(Saved entries)
━━━━━━━━
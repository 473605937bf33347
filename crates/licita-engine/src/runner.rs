//! One scraper run, end to end: adapter → resolver → dedup/upsert.
//!
//! The run row is written before the adapter's first request, so a process
//! death leaves a `running` row that boot-time cleanup marks aborted.
//! Per-record problems become warnings; the run's final status falls out
//! of its counters.

use tokio_util::sync::CancellationToken;

use licita_client::AdapterContext;
use licita_core::error::AppError;
use licita_core::models::{ScraperConfig, ScraperRun};
use licita_core::resolver;

use crate::context::CoreContext;

/// A finished run plus what the scheduler's adaptive logic needs.
#[derive(Debug)]
pub struct RunOutcome {
    pub run: ScraperRun,
    /// Newly inserted identities; zero means the source had nothing new.
    pub novel_items: i64,
}

/// Executes one run of `config` under `cancel`, bounded by the category's
/// hard timeout. Always leaves a closed run row behind; the returned
/// `Err` is reserved for failures to persist the run itself.
pub async fn execute_run(
    ctx: &CoreContext,
    config: &ScraperConfig,
    cancel: CancellationToken,
) -> Result<RunOutcome, AppError> {
    let mut run = ScraperRun::begin(&config.name, ctx.clock.now());
    tracing::info!(source = %config.name, run_id = %run.id, "run started");
    ctx.runs.record_run(&run).await?;

    let fetched = fetch_records(ctx, config, &cancel).await;
    let mut novel_items = 0;

    match fetched {
        Ok(output) => {
            run.items_found = output.records.len() as i64;
            run.warnings.extend(output.warnings);
            run.logs
                .push(format!("adapter produced {} records", run.items_found));

            let today = ctx.today();
            let mut resolved = Vec::with_capacity(output.records.len());
            for raw in output.records {
                match resolver::resolve(raw, today) {
                    Ok(resolution) => {
                        run.warnings.extend(resolution.warnings);
                        resolved.push(resolution.record);
                    }
                    Err(skip) => run.warnings.push(skip.describe()),
                }
            }

            match ctx.licitaciones.upsert_batch(&resolved, today).await {
                Ok(stats) => {
                    run.items_saved = stats.inserted;
                    run.items_updated = stats.updated;
                    run.items_duplicated = stats.duplicated;
                    run.errors.extend(stats.errors);
                    run.logs.push(format!(
                        "saved {} new, merged {} existing, {} in-batch duplicates",
                        stats.inserted, stats.updated, stats.duplicated
                    ));
                    novel_items = stats.inserted;
                    ctx.query.invalidate_caches();
                }
                Err(e) => run.errors.push(format!("bulk write failed: {}", e)),
            }
            run.finish(ctx.clock.now());
        }
        Err(AppError::JobCancelled) => run.fail(ctx.clock.now(), "cancelled"),
        Err(AppError::JobTimeout) => run.fail(ctx.clock.now(), "timeout"),
        Err(e) => {
            run.errors.push(e.to_string());
            run.finish(ctx.clock.now());
        }
    }

    ctx.runs.update_run(&run).await?;
    ctx.runs.touch_last_run(&config.name, run.started_at).await?;
    tracing::info!(
        source = %config.name,
        run_id = %run.id,
        status = %run.status,
        found = run.items_found,
        saved = run.items_saved,
        updated = run.items_updated,
        "run finished"
    );
    Ok(RunOutcome { run, novel_items })
}

async fn fetch_records(
    ctx: &CoreContext,
    config: &ScraperConfig,
    cancel: &CancellationToken,
) -> Result<licita_client::AdapterOutput, AppError> {
    let adapter = ctx.registry.resolve(config)?;
    let adapter_ctx = AdapterContext {
        cancel: cancel.clone(),
        today: ctx.today(),
    };

    // The scheduler's hard cap: 1.5x the category timeout, then the run is
    // killed regardless of what the adapter is doing.
    tokio::select! {
        result = adapter.run(config, &ctx.http, &adapter_ctx) => result,
        _ = tokio::time::sleep(config.category.hard_timeout()) => Err(AppError::JobTimeout),
        _ = cancel.cancelled() => Err(AppError::JobCancelled),
    }
}
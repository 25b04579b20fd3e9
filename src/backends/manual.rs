// SPDX-License-Identifier: GPL-3.0-only

//! Manual entry backend

use super::{BarcodeDecoder, CaptureKind, DecodeOutcome};
use crate::barcode::BarcodeValue;
use crate::errors::DecodeFailure;

/// Pass-through decoder for typed input
///
/// Leading and trailing whitespace is an input artifact and is trimmed off;
/// whatever remains is the barcode, byte for byte.
#[derive(Debug, Default)]
pub struct ManualEntry;

impl BarcodeDecoder for ManualEntry {
    type Input = String;

    fn kind(&self) -> CaptureKind {
        CaptureKind::Manual
    }

    async fn decode(&mut self, input: String) -> Result<DecodeOutcome, DecodeFailure> {
        match BarcodeValue::new(input.trim()) {
            Some(value) => Ok(DecodeOutcome::Decoded(value)),
            None => Err(DecodeFailure::Empty),
        }
    }
}
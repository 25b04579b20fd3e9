// SPDX-License-Identifier: GPL-3.0-only

//! Scanline preparation for 1D symbologies
//!
//! The 1D decoders work on run-length encoded horizontal slices of a
//! binarized image: grayscale in, a global Otsu threshold, then alternating
//! dark/light run widths per row.

use image::GrayImage;

/// One run of same-colored pixels along a scanline
#[derive(Debug, Clone, Copy, PartialEq, Eq)]
pub struct Run {
    /// True for dark (bar) pixels
    pub dark: bool,
    /// Width in pixels
    pub len: u32,
}

/// Compute a global binarization threshold with Otsu's method
///
/// Maximizes between-class variance over the gray histogram. Returns 128
/// for degenerate (single-level) images.
pub fn otsu_threshold(gray: &[u8]) -> u8 {
    let mut histogram = [0u32; 256];
    for &pixel in gray {
        histogram[pixel as usize] += 1;
    }

    let total = gray.len() as f64;
    if total == 0.0 {
        return 128;
    }

    let total_sum: f64 = histogram
        .iter()
        .enumerate()
        .map(|(v, &count)| v as f64 * count as f64)
        .sum();

    let mut background_pixels = 0f64;
    let mut background_sum = 0f64;
    let mut best_variance = 0f64;
    let mut best_threshold = 128u8;

    for level in 0..256 {
        background_pixels += histogram[level] as f64;
        background_sum += level as f64 * histogram[level] as f64;
        if background_pixels == 0.0 {
            continue;
        }
        let foreground_pixels = total - background_pixels;
        if foreground_pixels == 0.0 {
            break;
        }

        let background_mean = background_sum / background_pixels;
        let foreground_mean = (total_sum - background_sum) / foreground_pixels;

        let variance = background_pixels * foreground_pixels
            * (background_mean - foreground_mean)
            * (background_mean - foreground_mean);

        if variance > best_variance {
            best_variance = variance;
            // Pixels strictly below the threshold count as dark, so the
            // cut sits one level above the last background level
            best_threshold = (level + 1) as u8;
        }
    }

    best_threshold
}

/// Run-length encode one row of gray pixels against a threshold
pub fn row_runs(row: &[u8], threshold: u8) -> Vec<Run> {
    let mut runs = Vec::new();
    let mut current_dark = match row.first() {
        Some(&p) => p < threshold,
        None => return runs,
    };
    let mut len = 0u32;

    for &pixel in row {
        let dark = pixel < threshold;
        if dark == current_dark {
            len += 1;
        } else {
            runs.push(Run {
                dark: current_dark,
                len,
            });
            current_dark = dark;
            len = 1;
        }
    }
    runs.push(Run {
        dark: current_dark,
        len,
    });
    runs
}

/// Rows to scan, in the deterministic order the decoders try them
///
/// Center first, then progressively off-center slices. Duplicates from
/// rounding on short images are removed while keeping first occurrence.
pub fn scan_rows(height: u32) -> Vec<u32> {
    let fractions = [
        (1, 2),
        (1, 3),
        (2, 3),
        (1, 4),
        (3, 4),
        (1, 5),
        (2, 5),
        (3, 5),
        (4, 5),
    ];
    let mut rows = Vec::with_capacity(fractions.len());
    for (num, den) in fractions {
        let row = (height * num / den).min(height.saturating_sub(1));
        if !rows.contains(&row) {
            rows.push(row);
        }
    }
    rows
}

/// Borrow one row of a grayscale image as a pixel slice
pub fn image_row(gray: &GrayImage, row: u32) -> &[u8] {
    let width = gray.width() as usize;
    let start = row as usize * width;
    &gray.as_raw()[start..start + width]
}

#[cfg(test)]
mod tests {
    use super::*;

    #[test]
    fn test_otsu_bimodal() {
        let mut pixels = vec![20u8; 100];
        pixels.extend(vec![230u8; 100]);
        let threshold = otsu_threshold(&pixels);
        assert!(threshold > 20 && threshold <= 230);
    }

    #[test]
    fn test_row_runs_alternation() {
        let row = [0, 0, 255, 255, 255, 0];
        let runs = row_runs(&row, 128);
        assert_eq!(
            runs,
            vec![
                Run { dark: true, len: 2 },
                Run {
                    dark: false,
                    len: 3
                },
                Run { dark: true, len: 1 },
            ]
        );
    }

    #[test]
    fn test_scan_rows_center_first() {
        let rows = scan_rows(100);
        assert_eq!(rows[0], 50);
        assert!(rows.iter().all(|&r| r < 100));
    }

    #[test]
    fn test_scan_rows_tiny_image() {
        // All fractions collapse onto the few available rows
        let rows = scan_rows(2);
        assert!(!rows.is_empty());
        assert!(rows.iter().all(|&r| r < 2));
    }
}
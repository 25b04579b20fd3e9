// SPDX-License-Identifier: GPL-3.0-only

//! The capture → decode → query → present state machine
//!
//! One pipeline per operator session. All mutation flows through
//! [`Pipeline::apply`], and every asynchronous step is tagged with the
//! generation it was started under: starting a new capture bumps the
//! generation, so completions of superseded work are dropped on the floor
//! instead of overwriting newer state. There is exactly one writer, so no
//! locking — stale results are discarded, not synchronized.

use crate::backends::{
    BarcodeDecoder, CancelToken, CaptureKind, CaptureSession, DecodeOutcome, FrameStream,
    LiveInput, LiveStreamDecoder, ManualEntry, StillImageDecoder,
};
use crate::barcode::BarcodeValue;
use crate::errors::{DecodeFailure, LookupFailure, ScanError, SessionFailure};
use crate::lookup::{LookupClient, LookupResultItem};
use tracing::{debug, warn};

/// Monotonic tag for in-flight work; stale tags are discarded
pub type Generation = u64;

/// The single observable pipeline state
///
/// Presentation reads this; only the pipeline writes it.
#[derive(Debug, Clone, PartialEq)]
pub enum PipelineState {
    Idle,
    Capturing,
    Decoding,
    Querying,
    /// Lookup returned at least one item, newest first
    Ready(Vec<LookupResultItem>),
    /// Lookup succeeded but nothing is stored for this barcode
    Empty(BarcodeValue),
    /// Any failure, recovered into one human-readable message
    Failed { reason: ScanError, message: String },
}

/// A completion flowing back into the state machine
#[derive(Debug)]
pub enum PipelineEvent {
    /// Raw input (image, frame stream, typed text) is in hand
    InputReady,
    SessionFailed(SessionFailure),
    Decoded(BarcodeValue),
    DecodeFailed(DecodeFailure),
    /// Operator cancelled the capture; not a failure
    Cancelled,
    LookupFinished(Result<Vec<LookupResultItem>, LookupFailure>),
}

pub struct Pipeline {
    state: PipelineState,
    generation: Generation,
    /// Barcode decoded by the current cycle; cleared when a new one begins
    decoded: Option<BarcodeValue>,
    client: LookupClient,
}

impl Pipeline {
    pub fn new(client: LookupClient) -> Self {
        Self {
            state: PipelineState::Idle,
            generation: 0,
            decoded: None,
            client,
        }
    }

    pub fn state(&self) -> &PipelineState {
        &self.state
    }

    pub fn generation(&self) -> Generation {
        self.generation
    }

    /// The barcode the current cycle decoded, if it got that far
    pub fn decoded_barcode(&self) -> Option<&BarcodeValue> {
        self.decoded.as_ref()
    }

    /// Start a new capture cycle from any state
    ///
    /// Unconditionally discards the previous cycle: its results, its
    /// decoded barcode, and (via the generation bump) any completion still
    /// in flight.
    pub fn begin_capture(&mut self, kind: CaptureKind) -> Generation {
        self.generation += 1;
        self.decoded = None;
        self.state = PipelineState::Capturing;
        debug!(generation = self.generation, kind = ?kind, "Capture started");
        self.generation
    }

    /// Return to `Idle`, discarding any in-flight work
    pub fn reset(&mut self) {
        self.generation += 1;
        self.decoded = None;
        self.state = PipelineState::Idle;
    }

    /// Apply a completion; returns false if it was stale or out of place
    pub fn apply(&mut self, generation: Generation, event: PipelineEvent) -> bool {
        if generation != self.generation {
            debug!(
                event = ?event,
                stale = generation,
                current = self.generation,
                "Dropping stale completion"
            );
            return false;
        }

        match (&self.state, event) {
            (PipelineState::Capturing, PipelineEvent::InputReady) => {
                self.state = PipelineState::Decoding;
            }
            (PipelineState::Capturing, PipelineEvent::SessionFailed(e)) => {
                self.fail(ScanError::Session(e));
            }
            (PipelineState::Decoding, PipelineEvent::Decoded(barcode)) => {
                debug!(barcode = %barcode, "Decoded");
                self.decoded = Some(barcode);
                self.state = PipelineState::Querying;
            }
            (PipelineState::Decoding, PipelineEvent::DecodeFailed(e)) => {
                self.fail(ScanError::Decode(e));
            }
            (PipelineState::Decoding, PipelineEvent::Cancelled) => {
                debug!("Capture cancelled, returning to idle");
                self.decoded = None;
                self.state = PipelineState::Idle;
            }
            (PipelineState::Querying, PipelineEvent::LookupFinished(Ok(items))) => {
                if items.is_empty() {
                    match self.decoded.clone() {
                        Some(barcode) => self.state = PipelineState::Empty(barcode),
                        None => {
                            warn!("Empty lookup with no decoded barcode");
                            self.state = PipelineState::Idle;
                        }
                    }
                } else {
                    self.state = PipelineState::Ready(items);
                }
            }
            (PipelineState::Querying, PipelineEvent::LookupFinished(Err(e))) => {
                self.fail(ScanError::Lookup(e));
            }
            (state, event) => {
                warn!(state = ?state, event = ?event, "Ignoring out-of-place event");
                return false;
            }
        }
        true
    }

    fn fail(&mut self, reason: ScanError) {
        let message = reason.user_message();
        warn!(error = %reason, "Pipeline cycle failed");
        self.state = PipelineState::Failed { reason, message };
    }

    /// Lookup step shared by all drivers
    async fn run_lookup(&mut self, generation: Generation) {
        let Some(barcode) = self.decoded.clone() else {
            return;
        };
        let result = self.client.lookup(&barcode).await;
        self.apply(generation, PipelineEvent::LookupFinished(result));
    }

    /// Drive one full cycle from typed input
    pub async fn run_manual(&mut self, raw: &str) -> &PipelineState {
        let generation = self.begin_capture(CaptureKind::Manual);
        // Typed text is its own raw input
        self.apply(generation, PipelineEvent::InputReady);

        match ManualEntry.decode(raw.to_string()).await {
            Ok(DecodeOutcome::Decoded(barcode)) => {
                self.apply(generation, PipelineEvent::Decoded(barcode));
            }
            Ok(DecodeOutcome::Cancelled) => {
                self.apply(generation, PipelineEvent::Cancelled);
            }
            Err(e) => {
                self.apply(generation, PipelineEvent::DecodeFailed(e));
            }
        }

        if matches!(self.state, PipelineState::Querying) {
            self.run_lookup(generation).await;
        }
        &self.state
    }

    /// Drive one full cycle from a picked still image
    ///
    /// The provider owns opening/reading the file; its errors are session
    /// failures, not decode failures.
    pub async fn run_still(
        &mut self,
        provider: impl FnOnce() -> Result<image::DynamicImage, SessionFailure>,
    ) -> &PipelineState {
        let generation = self.begin_capture(CaptureKind::Still);

        let mut session = match CaptureSession::acquire(CaptureKind::Still, provider) {
            Ok(session) => session,
            Err(e) => {
                self.apply(generation, PipelineEvent::SessionFailed(e));
                return &self.state;
            }
        };
        self.apply(generation, PipelineEvent::InputReady);

        let outcome = match session.take_source() {
            Some(image) => StillImageDecoder.decode(image).await,
            None => Err(DecodeFailure::NotFound),
        };
        // Decode is done either way; the file handle is not needed for the
        // network step
        session.release();

        match outcome {
            Ok(DecodeOutcome::Decoded(barcode)) => {
                self.apply(generation, PipelineEvent::Decoded(barcode));
            }
            Ok(DecodeOutcome::Cancelled) => {
                self.apply(generation, PipelineEvent::Cancelled);
            }
            Err(e) => {
                self.apply(generation, PipelineEvent::DecodeFailed(e));
            }
        }

        if matches!(self.state, PipelineState::Querying) {
            self.run_lookup(generation).await;
        }
        &self.state
    }

    /// Drive one full cycle from a live frame source
    pub async fn run_live(
        &mut self,
        provider: impl FnOnce() -> Result<FrameStream, SessionFailure>,
        cancel: CancelToken,
        sample_rate_hz: u32,
    ) -> &PipelineState {
        let generation = self.begin_capture(CaptureKind::Live);

        let session = match CaptureSession::acquire(CaptureKind::Live, provider) {
            Ok(session) => session,
            Err(e) => {
                self.apply(generation, PipelineEvent::SessionFailed(e));
                return &self.state;
            }
        };
        self.apply(generation, PipelineEvent::InputReady);

        let mut decoder = LiveStreamDecoder::new(sample_rate_hz);
        match decoder.decode(LiveInput { session, cancel }).await {
            Ok(DecodeOutcome::Decoded(barcode)) => {
                self.apply(generation, PipelineEvent::Decoded(barcode));
            }
            Ok(DecodeOutcome::Cancelled) => {
                self.apply(generation, PipelineEvent::Cancelled);
            }
            Err(e) => {
                self.apply(generation, PipelineEvent::DecodeFailed(e));
            }
        }

        if matches!(self.state, PipelineState::Querying) {
            self.run_lookup(generation).await;
        }
        &self.state
    }
}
━━━━━━━━
TASK INSTRUCTIONS => Retype the first line of the entries and every line after it, please, through the line that contains "use licita_core::resolver;". Add nothing.

EXERCISE OUTPUT =>
repository 473605937bf33347
filename crates/licita-engine/src/runner.rs
//! One scraper run, end to end: adapter → resolver → dedup/upsert.
//!
//! The run row is written before the adapter's first request, so a process
//! death leaves a `running` row that boot-time cleanup marks aborted.
//! Per-record problems become warnings; the run's final status falls out
//! of its counters.

use tokio_util::sync::CancellationToken;

use licita_client::AdapterContext;
use licita_core::error::AppError;
use licita_core::models::{ScraperConfig, ScraperRun};
use licita_core::resolver;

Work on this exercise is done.